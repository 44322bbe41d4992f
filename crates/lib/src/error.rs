//! Gateway error taxonomy. Each variant maps to a stable wire code used by the
//! control-plane protocol and the node bridge.

use thiserror::Error;

#[derive(Debug, Error)]
pub enum GatewayError {
    /// Bad request: invalid directive level, malformed JSON, missing field. Not retried.
    #[error("{0}")]
    Input(String),

    /// Allowlist rejection, unknown pairing token, loopback-only violation.
    #[error("{0}")]
    Auth(String),

    /// Provider not linked, socket dropped. Retried with backoff; heartbeat treats it as a skip.
    #[error("{0}")]
    Transport(String),

    /// Agent worker crash or error frame. The run is marked failed.
    #[error("{0}")]
    Agent(String),

    /// Run or invoke deadline exceeded.
    #[error("{0}")]
    Timeout(String),

    /// All model candidates failed; message enumerates each attempt.
    #[error("all model candidates failed: {0}")]
    FallbackExhausted(String),

    /// Corrupted state store, schema mismatch, port bind conflict. The gateway exits non-zero.
    #[error("{0}")]
    Fatal(String),
}

impl GatewayError {
    /// Stable wire code for this error kind.
    pub fn code(&self) -> &'static str {
        match self {
            GatewayError::Input(_) => "INVALID_REQUEST",
            GatewayError::Auth(_) => "UNAUTHORIZED",
            GatewayError::Transport(_) => "UNAVAILABLE",
            GatewayError::Agent(_) => "AGENT_ERROR",
            GatewayError::Timeout(_) => "TIMEOUT",
            GatewayError::FallbackExhausted(_) => "FALLBACK_EXHAUSTED",
            GatewayError::Fatal(_) => "FATAL",
        }
    }

    /// One-line summary safe for user-visible surfaces (no internal payloads).
    pub fn user_summary(&self) -> String {
        match self {
            GatewayError::Input(m) => m.clone(),
            GatewayError::Auth(_) => "not authorized".to_string(),
            GatewayError::Transport(_) => "provider unavailable".to_string(),
            GatewayError::Agent(_) => "agent failed".to_string(),
            GatewayError::Timeout(_) => "agent timed out".to_string(),
            GatewayError::FallbackExhausted(_) => "agent failed (all models)".to_string(),
            GatewayError::Fatal(m) => m.clone(),
        }
    }
}

pub type Result<T> = std::result::Result<T, GatewayError>;
async fn health_payload(state: &GatewayState) -> serde_json::Value {
    let mut providers = serde_json::Map::new();
    for channel in state.ctx.registry.channels().await {
        if let Some(handle) = state.ctx.registry.get(channel).await {
            providers.insert(
                channel.as_str().to_string(),
                json!({
                    "linked": handle.is_linked(),
                    "lastLinkedAt": handle.last_linked_at_ms(),
                }),
            );
        }
    }
    json!({ "ok": true, "providers": providers })
}

/// GET /ws upgrades to the control-plane WebSocket.
async fn ws_handler(
    State(state): State<GatewayState>,
    ConnectInfo(peer): ConnectInfo<SocketAddr>,
    ws: WebSocketUpgrade,
) -> Response {
    ws.on_upgrade(move |socket| handle_socket(socket, state, peer))
}

async fn handle_socket(mut socket: WebSocket, state: GatewayState, peer: SocketAddr) {
    let mut event_rx = state.ctx.event_tx.subscribe();
    // Loopback peers pass without a token when none is required; otherwise
    // the first frame must be `hello { token }`.
    let mut authed = state.required_token.is_none() && peer.ip().is_loopback();

    loop {
        tokio::select! {
            event = event_rx.recv() => {
                match event {
                    Ok(line) => {
                        let is_shutdown = line.contains("\"event\":\"shutdown\"");
                        if socket.send(Message::Text(line)).await.is_err() {
                            break;
                        }
                        if is_shutdown {
                            break;
                        }
                    }
                    Err(broadcast::error::RecvError::Lagged(n)) => {
                        log::debug!("ws client lagged {} events", n);
                    }
                    Err(broadcast::error::RecvError::Closed) => break,
                }
            }
            msg = socket.recv() => {
                let Some(Ok(msg)) = msg else { break };
                let Message::Text(text) = msg else { continue };
                let req: WsRequest = match serde_json::from_str(&text) {
                    Ok(r) => r,
                    Err(_) => {
                        let res = WsResponse::err("", "INVALID_REQUEST", "malformed frame");
                        let _ = socket.send(Message::Text(res.to_line())).await;
                        continue;
                    }
                };

                if req.method == "hello" {
                    let provided = req.params.get("token").and_then(|v| v.as_str()).unwrap_or("");
                    let ok = match &state.required_token {
                        Some(required) => provided.trim() == required,
                        None => peer.ip().is_loopback(),
                    };
                    let res = if ok {
                        authed = true;
                        WsResponse::ok(&req.id, json!({ "ok": true }))
                    } else {
                        WsResponse::err(&req.id, "UNAUTHORIZED", "bad token")
                    };
                    let _ = socket.send(Message::Text(res.to_line())).await;
                    continue;
                }

                if !authed && req.method != "health" {
                    let res = WsResponse::err(&req.id, "UNAUTHORIZED", "authenticate first");
                    let _ = socket.send(Message::Text(res.to_line())).await;
                    continue;
                }

                let res = dispatch(&state, req).await;
                if socket.send(Message::Text(res.to_line())).await.is_err() {
                    break;
                }
            }
        }
    }
}

async fn dispatch(state: &GatewayState, req: WsRequest) -> WsResponse {
    match req.method.as_str() {
        "health" => WsResponse::ok(&req.id, health_payload(state).await),

        "status" => {
            let cfg = state.ctx.config.get().await;
            let heartbeats: serde_json::Map<String, serde_json::Value> = cfg
                .heartbeat
                .iter()
                .filter_map(|(k, v)| v.every.clone().map(|e| (k.clone(), json!(e))))
                .collect();
            WsResponse::ok(
                &req.id,
                json!({
                    "sessions": state.ctx.sessions.count().await,
                    "runsInFlight": state.scheduler.in_flight(),
                    "heartbeats": heartbeats,
                    "uptimeSecs": state.started_at.elapsed().as_secs(),
                }),
            )
        }

        "send" => {
            let params: SendParams = match serde_json::from_value(req.params.clone()) {
                Ok(p) => p,
                Err(e) => return WsResponse::err(&req.id, "INVALID_REQUEST", e.to_string()),
            };
            let channel = match params.channel.as_deref() {
                Some(c) => match Channel::parse(c) {
                    Some(c) => c,
                    None => {
                        return WsResponse::err(&req.id, "INVALID_REQUEST", "unknown channel")
                    }
                },
                None => Channel::Whatsapp,
            };
            let Some(handle) = state.ctx.registry.get(channel).await else {
                return WsResponse::err(&req.id, "UNAVAILABLE", "channel not running");
            };
            let opts = SendOptions {
                account_id: params.account_id.clone(),
            };
            let cleaned = outbound::strip_think_segments(&params.message);
            for chunk in outbound::chunk_text(&cleaned, outbound::DEFAULT_MAX_CHUNK_CHARS) {
                if let Err(e) = handle.send_message(&params.to, &chunk, &opts).await {
                    return WsResponse::err(&req.id, "UNAVAILABLE", e);
                }
            }
            let route = DeliveryRoute {
                channel,
                to: params.to.clone(),
                account_id: params.account_id.clone(),
            };
            for media in &params.media {
                if let Err(e) =
                    crate::pipeline::deliver_media(&state.ctx, &route, media, None).await
                {
                    return WsResponse::err(&req.id, "UNAVAILABLE", e);
                }
            }
            WsResponse::ok(
                &req.id,
                json!({ "messageId": format!("out-{}", uuid::Uuid::new_v4()) }),
            )
        }

        "agent" | "chat.send" => {
            let params: AgentParams = match serde_json::from_value(req.params.clone()) {
                Ok(p) => p,
                Err(e) => return WsResponse::err(&req.id, "INVALID_REQUEST", e.to_string()),
            };
            let cfg = state.ctx.config.get().await;
            let session_key = params
                .session_key
                .clone()
                .unwrap_or_else(|| format!("agent:{}:main", cfg.session.agent_id));
            let route = match (params.channel.as_deref(), params.to.as_deref()) {
                (Some(c), Some(to)) => Channel::parse(c).map(|channel| DeliveryRoute {
                    channel,
                    to: to.to_string(),
                    account_id: None,
                }),
                _ => None,
            };
            let thinking = match params.thinking.as_deref() {
                Some(level) => match ThinkingLevel::parse(level) {
                    Some(l) => Some(l),
                    None => {
                        return WsResponse::err(&req.id, "INVALID_REQUEST", "unknown thinking level")
                    }
                },
                None => None,
            };
            let mut request = PromptRequest::user(&session_key, &params.message);
            request.origin = RunOrigin::Control;
            request.deliver = params.deliver.unwrap_or(route.is_some());
            request.route = route;
            request.thinking = thinking;
            let run_id = state.scheduler.submit(request).await;
            WsResponse::ok(&req.id, json!({ "runId": run_id }))
        }

        "chat.history" => {
            let params: HistoryParams = match serde_json::from_value(req.params.clone()) {
                Ok(p) => p,
                Err(e) => return WsResponse::err(&req.id, "INVALID_REQUEST", e.to_string()),
            };
            match state.ctx.sessions.read_transcript(&params.session_key).await {
                Ok(messages) => WsResponse::ok(
                    &req.id,
                    json!({ "messages": messages }),
                ),
                Err(e) => WsResponse::err(&req.id, "FATAL", e.to_string()),
            }
        }

        "config.get" => {
            let cfg = state.ctx.config.get().await;
            match serde_json::to_value(&cfg) {
                Ok(v) => WsResponse::ok(&req.id, json!({ "config": v })),
                Err(e) => WsResponse::err(&req.id, "FATAL", e.to_string()),
            }
        }

        "config.set" => {
            let Some(raw) = req.params.get("config") else {
                return WsResponse::err(&req.id, "INVALID_REQUEST", "missing config");
            };
            let cfg: Config = match serde_json::from_value(raw.clone()) {
                Ok(c) => c,
                Err(e) => return WsResponse::err(&req.id, "INVALID_REQUEST", e.to_string()),
            };
            match state.ctx.config.set(cfg).await {
                Ok(()) => WsResponse::ok(&req.id, json!({ "ok": true })),
                Err(e) => WsResponse::err(&req.id, "FATAL", e.to_string()),
            }
        }

        "nodes.list" => {
            let nodes = state.node_store.list().await;
            let connected = match &state.bridge {
                Some(b) => b.connected().await,
                None => Vec::new(),
            };
            WsResponse::ok(&req.id, json!({ "nodes": nodes, "connected": connected }))
        }

        "nodes.pending" => {
            WsResponse::ok(&req.id, json!({ "pending": state.pending.list().await }))
        }

        "nodes.approve" | "nodes.reject" => {
            let node_id = req
                .params
                .get("nodeId")
                .and_then(|v| v.as_str())
                .unwrap_or("");
            if node_id.is_empty() {
                return WsResponse::err(&req.id, "INVALID_REQUEST", "missing nodeId");
            }
            let approve = req.method == "nodes.approve";
            let found = state.pending.resolve(node_id, approve).await;
            if found {
                WsResponse::ok(&req.id, json!({ "ok": true }))
            } else {
                WsResponse::err(&req.id, "INVALID_REQUEST", "no pending pairing")
            }
        }

        "nodes.invoke" => {
            let params: NodeInvokeParams = match serde_json::from_value(req.params.clone()) {
                Ok(p) => p,
                Err(e) => return WsResponse::err(&req.id, "INVALID_REQUEST", e.to_string()),
            };
            let Some(bridge) = &state.bridge else {
                return WsResponse::err(&req.id, "UNAVAILABLE", "bridge disabled");
            };
            match bridge
                .invoke(&params.node_id, &params.command, params.params_json, None)
                .await
            {
                Ok(BridgeFrame::InvokeResult {
                    ok,
                    result_json,
                    error,
                    ..
                }) => WsResponse::ok(
                    &req.id,
                    json!({ "ok": ok, "resultJson": result_json, "error": error }),
                ),
                Ok(_) => WsResponse::err(&req.id, "FATAL", "unexpected bridge frame"),
                Err(e) => WsResponse::err(&req.id, e.code(), e.user_summary()),
            }
        }

        "cron.list" => WsResponse::ok(&req.id, json!({ "jobs": state.cron.list().await })),

        "cron.add" => {
            let params: CronAddParams = match serde_json::from_value(req.params.clone()) {
                Ok(p) => p,
                Err(e) => return WsResponse::err(&req.id, "INVALID_REQUEST", e.to_string()),
            };
            match state
                .cron
                .add(params.schedule, params.message, params.session_key)
                .await
            {
                Ok(job) => WsResponse::ok(&req.id, json!({ "job": job })),
                Err(e) => WsResponse::err(&req.id, "INVALID_REQUEST", e.to_string()),
            }
        }

        "cron.remove" => {
            let id = req.params.get("id").and_then(|v| v.as_str()).unwrap_or("");
            match state.cron.remove(id).await {
                Ok(true) => WsResponse::ok(&req.id, json!({ "ok": true })),
                Ok(false) => WsResponse::err(&req.id, "INVALID_REQUEST", "unknown job"),
                Err(e) => WsResponse::err(&req.id, "FATAL", e.to_string()),
            }
        }

        "cron.runNow" => {
            let id = req.params.get("id").and_then(|v| v.as_str()).unwrap_or("");
            match state.cron.run_now(id).await {
                Ok(()) => WsResponse::ok(&req.id, json!({ "ok": true })),
                Err(e) => WsResponse::err(&req.id, "INVALID_REQUEST", e.to_string()),
            }
        }

        "system-event" => {
            let params: SystemEventParams = match serde_json::from_value(req.params.clone()) {
                Ok(p) => p,
                Err(e) => return WsResponse::err(&req.id, "INVALID_REQUEST", e.to_string()),
            };
            log::info!(
                "system-event [{}] {}",
                params.mode.as_deref().unwrap_or("info"),
                params.text
            );
            let _ = state.ctx.event_tx.send(event_frame(
                "log",
                json!({
                    "level": params.mode.unwrap_or_else(|| "info".into()),
                    "msg": params.text,
                    "meta": { "instanceId": params.instance_id, "tags": params.tags },
                }),
            ));
            WsResponse::ok(&req.id, json!({ "ok": true }))
        }

        "models.list" => {
            let cfg = state.ctx.config.get().await;
            let selection = config::resolve_model(&cfg);
            WsResponse::ok(
                &req.id,
                json!({
                    "primary": selection.primary,
                    "fallbacks": selection.fallbacks,
                    "aliases": cfg.agent.model_aliases,
                }),
            )
        }

        other => WsResponse::err(
            &req.id,
            "UNKNOWN_METHOD",
            format!("unknown method: {}", other),
        ),
    }
}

=======

**WHAT YOU SHOULD DO**:
Pick every line of the data that includes the string "WsRequest".

**SOLUTION**:
                let req: WsRequest = match serde_json::from_str(&text) {
async fn dispatch(state: &GatewayState, req: WsRequest) -> WsResponse {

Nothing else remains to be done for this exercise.